I’m trying to sample from a hierarchical model and I’m having issues. I guess they can be alleviated if I transform the hierarchical priors to a non-centered parameterization. In essence, the model is a normal observation of the ellipticity of galaxies, which are interpreted as triaxial structures. The three axes are defined as A>B>C and everything is normalized to A=1, so that 0<C<B<1. I impose the ordering by sampling from a 3-simplex, computing the cumulative sum and taking only the first two elements, as shown in the `transformed parameters’ section below. I want to impose a hierarchical prior on B and C, which is just a normal prior whose mean depends on the luminosity of the galaxy. Fortunately, the transformation that imposes the ordering has constant Jacobian.

This code samples relatively well for some datasets, in those in which the variance of the priors is well above 0 but in other cases I’m having convergence issues. I would like to use a non-centered reparameterization but I’m not sure how to do it and if it is really feasible to have two transformations and impose a prior on the transformed parameters. Any suggestion how to do it in Stan?

The current code is the following. The calculation of the likelihood is mathematically complex but not problematic.


data {
    int<lower=0> N;
    vector[N] q_obs;    
    vector[N] sigmaq_obs;
    vector[N] L;
}

parameters {
   vector<lower=0>[2] sdCB;
   vector[2] alphaCB;
   vector[2] betaCB;
   vector<lower=0,upper=1>[N] mu;
   vector<lower=0,upper=pi()/2>[N] phi;
   simplex[3] CB_[N];
}

transformed parameters {
  vector[2] CB[N];
  for (i in 1:N) {        
        CB[i] = head(cumulative_sum(CB_[i]), 2);        
  }
}

model {
  real q[N];
  real A=1.0;
  real sin_theta;
  real f2;
  real g;
  real h;
  int loop;

  sdCB ~ normal(0.0, 1.0);
  alphaCB ~ normal(0.0, 2);
  betaCB ~ normal(0.0, 0.5);

  for (i in 1:N) {
    CB[i] ~ normal(alphaCB + betaCB * L[i], sdCB);
  }

  for (i in 1:N) {
    sin_theta = sqrt(1.0 - square(mu[i]));
    f2 = square( A*CB[i,1]*sin_theta*cos(phi[i]) ) + square( CB[i,2]*CB[i,1]*sin_theta*sin(phi[i]) ) 
            + square( A*CB[i,2]*mu[i] );
    g = A*A * (square(cos(phi[i])) + square(mu[i]) * square(sin(phi[i])) ) + 
            CB[i,2]*CB[i,2] * (square(sin(phi[i])) + square(mu[i]) * square(cos(phi[i]))) + 
            CB[i,1]*CB[i,1] * square(sin_theta);

    h = sqrt(  (g - 2 * sqrt(f2)) / (g + 2 * sqrt(f2))  );
    q[i] = (1 - h) / (1 + h);

    q_obs[i] ~ normal(q[i], sigmaq_obs[i]);
    }
} 

Andrés

1 Like

Doing non-centerings or hierarchical modeling explicitly on constrained variables is hard.

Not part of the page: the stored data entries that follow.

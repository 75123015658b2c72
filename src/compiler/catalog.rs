//! The universal catalog of transformation units.
//!
//! Every rule and composite that exists is stored exactly once, as a node of
//! an immutable arena tree. Named pipelines never copy this tree; they are
//! views selecting a subset of its nodes (see [`crate::compiler::Pipeline`]).
//!
//! Catalogs are assembled with the closure-based [`CatalogBuilder`]:
//!
//! ```rust
//! use std::sync::Arc;
//! use pcodeflow::compiler::{CatalogBuilder, DeadCodeAction, IdentityRule};
//!
//! let catalog = CatalogBuilder::new().root_fixpoint("universal", "", |u| {
//!     u.sequence("mainloop", "", true, |s| {
//!         s.pool("oppool1", "", true, |p| {
//!             p.rule(Arc::new(IdentityRule));
//!         });
//!         s.action(Arc::new(DeadCodeAction));
//!     });
//! })?;
//! assert!(catalog.find("identity").is_some());
//! # Ok::<(), pcodeflow::Error>(())
//! ```

use std::{collections::HashMap, fmt, sync::Arc};

use crate::{
    compiler::pass::{Action, Rule},
    Error, Result,
};

/// Shape of one catalog node.
#[derive(Clone)]
pub enum UnitKind {
    /// Children run once each in order; with `repeat`, the whole list is
    /// re-run while it changes anything.
    Sequence {
        /// Child node indices, in execution order.
        children: Vec<usize>,
        /// Loop to a local fixpoint.
        repeat: bool,
    },
    /// A repeating sequence that also owns the per-function pass number.
    Fixpoint {
        /// Child node indices, in execution order.
        children: Vec<usize>,
        /// Round bound overriding [`crate::SchedulerConfig::max_restarts`].
        max_restarts: Option<usize>,
    },
    /// A bag of rules dispatched by opcode over every live operation.
    Pool {
        /// Rule node indices, in registration order.
        rules: Vec<usize>,
        /// Re-scan while a scan changes anything.
        repeat: bool,
    },
    /// A whole-function transformation.
    Action(Arc<dyn Action>),
    /// A local rewrite; only run through its enclosing pool.
    Rule(Arc<dyn Rule>),
}

impl UnitKind {
    /// Returns the children of a composite, or an empty slice for leaves.
    #[must_use]
    pub fn children(&self) -> &[usize] {
        match self {
            Self::Sequence { children, .. } | Self::Fixpoint { children, .. } => children,
            Self::Pool { rules, .. } => rules,
            Self::Action(_) | Self::Rule(_) => &[],
        }
    }

    /// Returns `true` for rules and actions.
    #[must_use]
    pub const fn is_leaf(&self) -> bool {
        matches!(self, Self::Action(_) | Self::Rule(_))
    }

    fn children_mut(&mut self) -> Option<&mut Vec<usize>> {
        match self {
            Self::Sequence { children, .. } | Self::Fixpoint { children, .. } => Some(children),
            Self::Pool { rules, .. } => Some(rules),
            Self::Action(_) | Self::Rule(_) => None,
        }
    }
}

impl fmt::Debug for UnitKind {
    fn fmt(&self, f: &mut fmt::Formatter<'_>) -> fmt::Result {
        match self {
            Self::Sequence { children, repeat } => f
                .debug_struct("Sequence")
                .field("children", children)
                .field("repeat", repeat)
                .finish(),
            Self::Fixpoint {
                children,
                max_restarts,
            } => f
                .debug_struct("Fixpoint")
                .field("children", children)
                .field("max_restarts", max_restarts)
                .finish(),
            Self::Pool { rules, repeat } => f
                .debug_struct("Pool")
                .field("rules", rules)
                .field("repeat", repeat)
                .finish(),
            Self::Action(action) => write!(f, "Action({})", action.name()),
            Self::Rule(rule) => write!(f, "Rule({})", rule.name()),
        }
    }
}

/// One transformation unit of the catalog.
#[derive(Debug, Clone)]
pub struct UnitNode {
    name: String,
    group: String,
    kind: UnitKind,
    parent: Option<usize>,
}

impl UnitNode {
    /// Returns the unit's unique name.
    #[must_use]
    pub fn name(&self) -> &str {
        &self.name
    }

    /// Returns the group tag; empty for untagged composites.
    #[must_use]
    pub fn group(&self) -> &str {
        &self.group
    }

    /// Returns the node's shape.
    #[must_use]
    pub const fn kind(&self) -> &UnitKind {
        &self.kind
    }

    /// Returns the index of the enclosing composite.
    #[must_use]
    pub const fn parent(&self) -> Option<usize> {
        self.parent
    }
}

/// Immutable arena of transformation units rooted at one composite.
#[derive(Debug)]
pub struct Catalog {
    nodes: Vec<UnitNode>,
    by_name: HashMap<String, usize>,
    root: usize,
}

impl Catalog {
    /// Returns the root node index.
    #[must_use]
    pub const fn root(&self) -> usize {
        self.root
    }

    /// Returns the node at `index`.
    #[must_use]
    pub fn node(&self, index: usize) -> Option<&UnitNode> {
        self.nodes.get(index)
    }

    /// Returns the number of nodes.
    #[must_use]
    pub fn len(&self) -> usize {
        self.nodes.len()
    }

    /// Returns `true` if the catalog has no nodes. Built catalogs always have a root.
    #[must_use]
    pub fn is_empty(&self) -> bool {
        self.nodes.is_empty()
    }

    /// Looks a unit up by name.
    #[must_use]
    pub fn find(&self, name: &str) -> Option<usize> {
        self.by_name.get(name).copied()
    }

    /// Iterates over `(index, node)` pairs in creation order.
    pub fn iter(&self) -> impl Iterator<Item = (usize, &UnitNode)> {
        self.nodes.iter().enumerate()
    }

    /// Returns every distinct group tag used in the catalog, sorted.
    #[must_use]
    pub fn groups(&self) -> Vec<&str> {
        let mut groups: Vec<&str> = self
            .nodes
            .iter()
            .map(|n| n.group.as_str())
            .filter(|g| !g.is_empty())
            .collect();
        groups.sort_unstable();
        groups.dedup();
        groups
    }
}

/// Builder for [`Catalog`]s.
///
/// Duplicate unit names are reported by the final `root_*` call.
#[derive(Debug, Default)]
pub struct CatalogBuilder {
    nodes: Vec<UnitNode>,
    by_name: HashMap<String, usize>,
    duplicate: Option<String>,
}

impl CatalogBuilder {
    /// Creates an empty builder.
    #[must_use]
    pub fn new() -> Self {
        Self::default()
    }

    /// Builds a catalog whose root is a fixpoint driver.
    ///
    /// # Errors
    ///
    /// Returns [`Error::DuplicateUnit`] if two units share a name.
    pub fn root_fixpoint<F>(mut self, name: &str, group: &str, f: F) -> Result<Catalog>
    where
        F: FnOnce(&mut CompositeContext<'_>),
    {
        let root = self.push(
            name,
            group,
            UnitKind::Fixpoint {
                children: Vec::new(),
                max_restarts: None,
            },
            None,
        );
        f(&mut CompositeContext {
            builder: &mut self,
            index: root,
        });
        self.finish(root)
    }

    /// Builds a catalog whose root is a sequence.
    ///
    /// # Errors
    ///
    /// Returns [`Error::DuplicateUnit`] if two units share a name.
    pub fn root_sequence<F>(mut self, name: &str, group: &str, repeat: bool, f: F) -> Result<Catalog>
    where
        F: FnOnce(&mut CompositeContext<'_>),
    {
        let root = self.push(
            name,
            group,
            UnitKind::Sequence {
                children: Vec::new(),
                repeat,
            },
            None,
        );
        f(&mut CompositeContext {
            builder: &mut self,
            index: root,
        });
        self.finish(root)
    }

    fn finish(self, root: usize) -> Result<Catalog> {
        if let Some(name) = self.duplicate {
            return Err(Error::DuplicateUnit(name));
        }
        Ok(Catalog {
            nodes: self.nodes,
            by_name: self.by_name,
            root,
        })
    }

    fn push(&mut self, name: &str, group: &str, kind: UnitKind, parent: Option<usize>) -> usize {
        let index = self.nodes.len();
        if self.by_name.insert(name.to_string(), index).is_some() && self.duplicate.is_none() {
            self.duplicate = Some(name.to_string());
        }
        self.nodes.push(UnitNode {
            name: name.to_string(),
            group: group.to_string(),
            kind,
            parent,
        });
        if let Some(children) = parent.and_then(|p| self.nodes[p].kind.children_mut()) {
            children.push(index);
        }
        index
    }
}

/// Context for adding children to a sequence or fixpoint under construction.
pub struct CompositeContext<'a> {
    builder: &'a mut CatalogBuilder,
    index: usize,
}

impl CompositeContext<'_> {
    /// Adds a nested sequence.
    pub fn sequence<F>(&mut self, name: &str, group: &str, repeat: bool, f: F) -> &mut Self
    where
        F: FnOnce(&mut CompositeContext<'_>),
    {
        let kind = UnitKind::Sequence {
            children: Vec::new(),
            repeat,
        };
        let index = self.builder.push(name, group, kind, Some(self.index));
        f(&mut CompositeContext {
            builder: self.builder,
            index,
        });
        self
    }

    /// Adds a nested fixpoint driver with its own round bound.
    pub fn fixpoint<F>(&mut self, name: &str, group: &str, max_restarts: usize, f: F) -> &mut Self
    where
        F: FnOnce(&mut CompositeContext<'_>),
    {
        let kind = UnitKind::Fixpoint {
            children: Vec::new(),
            max_restarts: Some(max_restarts),
        };
        let index = self.builder.push(name, group, kind, Some(self.index));
        f(&mut CompositeContext {
            builder: self.builder,
            index,
        });
        self
    }

    /// Adds a rule pool.
    pub fn pool<F>(&mut self, name: &str, group: &str, repeat: bool, f: F) -> &mut Self
    where
        F: FnOnce(&mut PoolContext<'_>),
    {
        let kind = UnitKind::Pool {
            rules: Vec::new(),
            repeat,
        };
        let index = self.builder.push(name, group, kind, Some(self.index));
        f(&mut PoolContext {
            builder: self.builder,
            index,
        });
        self
    }

    /// Adds an action under its own name and group.
    pub fn action(&mut self, action: Arc<dyn Action>) -> &mut Self {
        let (name, group) = (action.name(), action.group());
        self.builder
            .push(name, group, UnitKind::Action(action), Some(self.index));
        self
    }

    /// Adds an action under a different unit name, for actions that appear
    /// more than once in a catalog.
    pub fn action_as(&mut self, name: &str, action: Arc<dyn Action>) -> &mut Self {
        let group = action.group();
        self.builder
            .push(name, group, UnitKind::Action(action), Some(self.index));
        self
    }
}

/// Context for adding rules to a pool under construction.
pub struct PoolContext<'a> {
    builder: &'a mut CatalogBuilder,
    index: usize,
}

impl PoolContext<'_> {
    /// Registers a rule. Registration order is dispatch order.
    pub fn rule(&mut self, rule: Arc<dyn Rule>) -> &mut Self {
        let (name, group) = (rule.name(), rule.group());
        self.builder
            .push(name, group, UnitKind::Rule(rule), Some(self.index));
        self
    }
}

Probably the easiest way to get this to work is to do a non-centered hierarchical prior for some parameters just using some normal distributions, and get the constraint you need by transforming these variables.

Does that make sense?

Like just do:

\mu \sim N(0, 1); \\ \tau \sim N(0, 1); \\ \theta_i \sim N(\mu, \tau); \\ c = f(\theta)

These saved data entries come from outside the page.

//! Operations (p-code ops).

use std::fmt;

use bitflags::bitflags;

use crate::analysis::graph::{OpCode, ValueId};

/// Handle to an [`Operation`] inside its function.
///
/// Handles are assigned in creation order, so comparing two handles compares
/// the order in which the operations were created.
#[derive(Clone, Copy, PartialEq, Eq, Hash, PartialOrd, Ord)]
pub struct OpId(u32);

impl OpId {
    /// Creates a handle from a raw arena index.
    #[must_use]
    pub const fn new(index: u32) -> Self {
        Self(index)
    }

    /// Returns the dense arena index.
    #[must_use]
    pub const fn index(self) -> usize {
        self.0 as usize
    }
}

impl fmt::Debug for OpId {
    fn fmt(&self, f: &mut fmt::Formatter<'_>) -> fmt::Result {
        write!(f, "op{}", self.0)
    }
}

impl fmt::Display for OpId {
    fn fmt(&self, f: &mut fmt::Formatter<'_>) -> fmt::Result {
        write!(f, "op{}", self.0)
    }
}

/// Handle to a basic block.
#[derive(Debug, Clone, Copy, PartialEq, Eq, Hash, PartialOrd, Ord, Default)]
pub struct BlockId(u32);

impl BlockId {
    /// Creates a block handle.
    #[must_use]
    pub const fn new(index: u32) -> Self {
        Self(index)
    }

    /// Returns the block index.
    #[must_use]
    pub const fn index(self) -> usize {
        self.0 as usize
    }
}

bitflags! {
    /// Attributes of an operation.
    #[derive(Debug, Clone, Copy, PartialEq, Eq, Hash, Default)]
    pub struct OpFlags: u8 {
        /// The operation sits in unreachable code and is not definitely executed.
        const DEAD = 0x01;
        /// The output of this call must be kept even if nothing reads it.
        const HOLD_OUTPUT = 0x02;
        /// The operation is the cause of at least one `Indirect` effect.
        const INDIRECT_SOURCE = 0x04;
    }
}

/// An operation node.
#[derive(Debug, Clone)]
pub struct Operation {
    pub(crate) id: OpId,
    pub(crate) opcode: OpCode,
    pub(crate) inputs: Vec<ValueId>,
    pub(crate) output: Option<ValueId>,
    pub(crate) block: BlockId,
    pub(crate) flags: OpFlags,
}

impl Operation {
    /// Returns this operation's handle.
    #[must_use]
    pub const fn id(&self) -> OpId {
        self.id
    }

    /// Returns the opcode.
    #[must_use]
    pub const fn opcode(&self) -> OpCode {
        self.opcode
    }

    /// Returns the ordered inputs.
    #[must_use]
    pub fn inputs(&self) -> &[ValueId] {
        &self.inputs
    }

    /// Returns the input in `slot`, if the operation has that many inputs.
    #[must_use]
    pub fn input(&self, slot: usize) -> Option<ValueId> {
        self.inputs.get(slot).copied()
    }

    /// Returns the number of inputs.
    #[must_use]
    pub fn num_inputs(&self) -> usize {
        self.inputs.len()
    }

    /// Returns the output value, if any.
    #[must_use]
    pub const fn output(&self) -> Option<ValueId> {
        self.output
    }

    /// Returns the containing block.
    #[must_use]
    pub const fn block(&self) -> BlockId {
        self.block
    }

    /// Returns the flags.
    #[must_use]
    pub const fn flags(&self) -> OpFlags {
        self.flags
    }

    /// Returns `true` for `Call` and `CallInd`.
    #[must_use]
    pub const fn is_call(&self) -> bool {
        self.opcode.is_call()
    }

    /// Returns `true` if the operation produces an output value.
    #[must_use]
    pub const fn is_assignment(&self) -> bool {
        self.output.is_some()
    }

    /// Returns `true` if the operation is marked as unreachable.
    #[must_use]
    pub const fn is_dead(&self) -> bool {
        self.flags.contains(OpFlags::DEAD)
    }

    /// Returns `true` if a call's output must be kept.
    #[must_use]
    pub const fn holds_output(&self) -> bool {
        self.flags.contains(OpFlags::HOLD_OUTPUT)
    }
}

impl fmt::Display for Operation {
    fn fmt(&self, f: &mut fmt::Formatter<'_>) -> fmt::Result {
        write!(f, "{}: ", self.id)?;
        if let Some(out) = self.output {
            write!(f, "{out} = ")?;
        }
        write!(f, "{}", self.opcode)?;
        for (i, input) in self.inputs.iter().enumerate() {
            let sep = if i == 0 { " " } else { ", " };
            write!(f, "{sep}{input}")?;
        }
        Ok(())
    }
}

#[cfg(test)]
mod tests {
    use super::*;

    #[test]
    fn test_operation_display() {
        let op = Operation {
            id: OpId::new(2),
            opcode: OpCode::IntAdd,
            inputs: vec![ValueId::new(0), ValueId::new(1)],
            output: Some(ValueId::new(5)),
            block: BlockId::default(),
            flags: OpFlags::empty(),
        };
        assert_eq!(op.to_string(), "op2: v5 = INT_ADD v0, v1");
        assert!(op.is_assignment());
        assert!(!op.is_call());
        assert_eq!(op.input(1), Some(ValueId::new(1)));
        assert_eq!(op.input(2), None);
    }

    #[test]
    fn test_flags() {
        let op = Operation {
            id: OpId::new(0),
            opcode: OpCode::Call,
            inputs: vec![ValueId::new(0)],
            output: None,
            block: BlockId::new(1),
            flags: OpFlags::DEAD | OpFlags::HOLD_OUTPUT,
        };
        assert!(op.is_dead());
        assert!(op.holds_output());
        assert!(op.is_call());
        assert_eq!(op.to_string(), "op0: CALL v0");
    }
}
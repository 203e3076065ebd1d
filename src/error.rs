use thiserror::Error;

/// Convenience result type for the ingestion pipeline.
pub type PipelineResult<T> = Result<T, IngestionError>;

/// Whole-file failure raised while turning an upload into show records.
///
/// Row-level problems never surface here; see [`RowRejection`].
#[derive(Debug, Error)]
pub enum IngestionError {
    #[cfg(feature = "excel")]
    /// Spreadsheet could not be opened or read (feature-gated behind `excel`).
    #[error("excel error: {0}")]
    Excel(#[from] calamine::Error),

    /// CSV could not be read (invalid UTF-8, broken quoting, ...).
    #[error("csv error: {0}")]
    Csv(#[from] csv::Error),

    /// A non-blank CSV record has a different number of fields than the header row.
    #[error("csv error: record on line {line} has {found} fields, but the header has {expected}")]
    RaggedRecord {
        line: u64,
        expected: usize,
        found: usize,
    },

    /// The file name does not carry a CSV or spreadsheet extension.
    #[error("unsupported file format for '{file_name}'")]
    UnsupportedFormat { file_name: String },

    /// The spreadsheet format was recognized but support was compiled out.
    #[error("excel ingestion not enabled (enable cargo feature 'excel')")]
    ExcelDisabled,

    /// The upload is larger than [`crate::ingestion::IngestionOptions::max_file_bytes`].
    #[error("file is {size} bytes, limit is {limit} bytes")]
    FileTooLarge { size: usize, limit: usize },

    /// Parsing succeeded but produced zero data rows.
    #[error("file contains no data rows")]
    EmptyFile,

    /// Every parsed row was rejected by the normalizer.
    #[error("no valid records found ({rejected} rows rejected)")]
    NoValidRecords { rejected: usize },
}

/// Why a single row was dropped by the row normalizer.
#[derive(Debug, Clone, PartialEq, Eq, Error)]
pub enum RowRejection {
    /// No show-date column (or an empty one) in the row.
    #[error("no show date field found in row")]
    MissingDate,

    /// A show date was present but could not be read as a calendar date.
    #[error("invalid date format: '{raw}'")]
    InvalidDate { raw: String },

    /// Circus name, latitude or longitude is empty.
    #[error("missing required fields: {}", missing.join(", "))]
    MissingRequiredFields { missing: Vec<&'static str> },
}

Where f is some function to constrain things. It’ll change your interpretation of the hierarchical parameters, but this is the same thing you sorta deal with in glms and such.

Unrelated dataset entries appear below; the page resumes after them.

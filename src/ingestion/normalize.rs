//! Row normalization: one [`RawRow`] in, one [`CanonicalShow`] or a [`RowRejection`] out.
//!
//! Circus name, both coordinates and a parseable show date are mandatory. Venue and address
//! fields are optional and default to the empty string.

use crate::error::RowRejection;
use crate::types::{CanonicalShow, ManualShowEntry, RawRow, ShowOrigin};

use super::coords::extract_coordinates;
use super::dates::parse_date_cell;
use super::resolver::{resolve_cell, resolve_field, ShowField};

/// Normalize a single row.
pub fn normalize_row(row: &RawRow, origin: &ShowOrigin) -> Result<CanonicalShow, RowRejection> {
    let coords = extract_coordinates(row);

    let date_cell =
        resolve_cell(row, ShowField::ShowDate.candidates()).ok_or(RowRejection::MissingDate)?;
    let show_date = parse_date_cell(date_cell).ok_or_else(|| RowRejection::InvalidDate {
        raw: date_cell.to_string(),
    })?;

    let circus_name = resolve_field(row, ShowField::CircusName);

    let missing: Vec<&'static str> = [
        (ShowField::CircusName, circus_name.as_str()),
        (ShowField::Latitude, coords.latitude.as_str()),
        (ShowField::Longitude, coords.longitude.as_str()),
    ]
    .into_iter()
    .filter(|(_, v)| v.is_empty())
    .map(|(f, _)| f.label())
    .collect();
    if !missing.is_empty() {
        return Err(RowRejection::MissingRequiredFields { missing });
    }

    Ok(CanonicalShow {
        circus_name,
        venue_name: resolve_field(row, ShowField::VenueName),
        address: resolve_field(row, ShowField::Address),
        city: resolve_field(row, ShowField::City),
        state: resolve_field(row, ShowField::State),
        zip: resolve_field(row, ShowField::Zip),
        latitude: coords.latitude,
        longitude: coords.longitude,
        show_date,
        file_name: origin.file_name().to_owned(),
    })
}

/// Normalize a show typed into the admin form.
pub fn normalize_manual_entry(entry: &ManualShowEntry) -> Result<CanonicalShow, RowRejection> {
    normalize_row(&entry.to_raw_row(), &ShowOrigin::ManualEntry)
}
//! Venue aggregation: shows sharing a venue name, city and state collapse into one venue.

use std::collections::HashMap;

use chrono::NaiveDate;
use serde::{Deserialize, Serialize};

use crate::types::CanonicalShow;

/// One venue with the span of dates it hosts shows.
///
/// Address and coordinates come from the first show seen for the venue.
#[derive(Debug, Clone, PartialEq, Serialize, Deserialize)]
#[serde(rename_all = "camelCase")]
pub struct VenueAggregate {
    /// 1-based position in first-appearance order.
    pub id: usize,
    pub venue_name: String,
    pub city: String,
    pub state: String,
    pub address: String,
    pub start_date: NaiveDate,
    pub end_date: NaiveDate,
    pub coords: [f64; 2],
    /// Number of shows at this venue.
    pub show_count: usize,
}

/// Group shows by `(venue_name, city, state)`, in order of first appearance.
pub fn group_venues<'a, I>(shows: I) -> Vec<VenueAggregate>
where
    I: IntoIterator<Item = &'a CanonicalShow>,
{
    let mut index: HashMap<(&'a str, &'a str, &'a str), usize> = HashMap::new();
    let mut venues: Vec<VenueAggregate> = Vec::new();

    for show in shows {
        let key = (
            show.venue_name.as_str(),
            show.city.as_str(),
            show.state.as_str(),
        );
        match index.get(&key) {
            Some(&idx) => {
                let v = &mut venues[idx];
                v.start_date = v.start_date.min(show.show_date);
                v.end_date = v.end_date.max(show.show_date);
                v.show_count += 1;
            }
            None => {
                index.insert(key, venues.len());
                venues.push(VenueAggregate {
                    id: venues.len() + 1,
                    venue_name: show.venue_name.clone(),
                    city: show.city.clone(),
                    state: show.state.clone(),
                    address: show.address.clone(),
                    start_date: show.show_date,
                    end_date: show.show_date,
                    coords: show.coords(),
                    show_count: 1,
                });
            }
        }
    }

    venues
}

#[cfg(test)]
mod tests {
    use super::*;
    use crate::processing::test_support::show;

    #[test]
    fn groups_by_venue_city_state() {
        let shows = vec![
            show("A", "Hall", "Boston", "MA", "2025-06-10"),
            show("B", "Arena", "Salem", "MA", "2025-05-01"),
            show("C", "Hall", "Boston", "MA", "2025-04-15"),
            show("D", "Hall", "Salem", "MA", "2025-07-04"),
        ];
        let venues = group_venues(&shows);
        assert_eq!(venues.len(), 3);

        let hall = &venues[0];
        assert_eq!(hall.id, 1);
        assert_eq!(hall.venue_name, "Hall");
        assert_eq!(hall.start_date, NaiveDate::from_ymd_opt(2025, 4, 15).unwrap());
        assert_eq!(hall.end_date, NaiveDate::from_ymd_opt(2025, 6, 10).unwrap());
        assert_eq!(hall.show_count, 2);

        assert_eq!(venues[1].venue_name, "Arena");
        assert_eq!(venues[2].city, "Salem");
        assert_eq!(venues[2].id, 3);
    }

    #[test]
    fn representative_coords_come_from_first_show() {
        let first = show("A", "Hall", "Boston", "MA", "2025-06-10");
        let mut second = show("B", "Hall", "Boston", "MA", "2025-06-11");
        second.latitude = "0.5".to_string();
        let venues = group_venues([&first, &second]);
        assert_eq!(venues[0].coords, first.coords());
    }

    #[test]
    fn empty_input_has_no_venues() {
        assert!(group_venues(std::iter::empty()).is_empty());
    }
}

Thanks for the suggestion. That might probably work but then I’m not putting the hierarchical priors on the variables that I need in the modeling. I’ll probably have to rethink the model again.

Hmm, well you’re putting the priors on a thing that transforms into these variables.

When we do logistic regression we’re dealing with something like 0 < p < 1, and we’re getting p by an inverse logit transform of some unconstrained transformation.

Now you’re doing 0 < C < B < 1, so it seems only a little more complex :D?

Anyway, something like:

vector[3] = softmax([mu_A, mu_B, 0.0]);
real A = vector[1] + vector[2] + vector[3]; // It's always 1.0
                                            // No need to actually compute
real B = vector[1] + vector[2];
real C = vector[1];

So here you get your constraint from the softmax, and then your parameters are transforms of that.

How you build your prior on top of that is another question, but there you can work in an unconstrained space and use parameterizations and such that you know should sample efficiently.